2009 Vuelta a Asturias

Race details
- Dates: 28 April–2 May 2009
- Stages: 5
- Distance: 799.7 km (496.9 mi)
- Winning time: 19h 19' 06"

Results
- Winner / Francisco Mancebo (ESP) / (Rock Racing)
- Second / Tiago Machado (POR) / (Madeinox–Boavista)
- Third / Javier Moreno (ESP) / (Andalucía–Cajasur)

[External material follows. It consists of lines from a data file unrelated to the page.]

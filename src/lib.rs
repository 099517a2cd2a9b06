//! Annotation engine for placing transcribed text over manuscript images.
//!
//! This crate is compiled to WebAssembly and runs in the browser. It owns the
//! editing session: the span store, the pannable and rotatable view, selection,
//! the scale and path handles, and the text-entry overlay. The host layer wires
//! DOM events to [`engine::Engine`], redraws from [`render::Scene`], and
//! persists the resulting [`engine::Action`]s.
//!
//! ## Module layout
//!
//! | Module | Role |
//! |--------|------|
//! | [`engine`] | Top-level engine and testable [`engine::EngineCore`] |
//! | [`dispatch`] | Ordered first-claim routing of events to controllers |
//! | [`store`] | Span type and the in-memory span store |
//! | [`viewport`] | Pan, wheel zoom/rotate, two-finger gestures, cursor slot |
//! | [`selection`] | Click toggling and rubber-band box selection |
//! | [`handles`] | Translate and vertical scale of the selection |
//! | [`path_edit`] | Control-point editing of a single span's baseline |
//! | [`text_input`] | Text-entry overlay and double-click detection |
//! | [`measure`] | Font metrics (canvas-backed in the browser, fixed in tests) |
//! | [`render`] | Pure scene description for the presentation layer |
//! | [`export`] | Standalone SVG export |
//! | [`geom`] | Points, rectangles and affine transforms |
//! | [`path`] | Baseline path data and its textual form |
//! | [`input`] | Input event types, tools and cursors |
//! | [`config`] | Tunable editor settings, loaded from JSON |
//! | [`error`] | Error types |
//! | [`consts`] | Shared numeric constants (tolerances and defaults) |

pub mod config;
pub mod consts;
pub mod dispatch;
pub mod engine;
pub mod error;
pub mod export;
pub mod geom;
pub mod handles;
pub mod input;
pub mod measure;
pub mod path;
pub mod path_edit;
pub mod render;
pub mod selection;
pub mod store;
pub mod text_input;
pub mod viewport;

= 2009 Vuelta a Asturias =

The 2009 Vuelta a Asturias was the 53rd edition of the Vuelta a Asturias road cycling stage race, which was held from 28 April to 2 May 2009. The race started and finished in Oviedo. The race was won by Francisco Mancebo of the team.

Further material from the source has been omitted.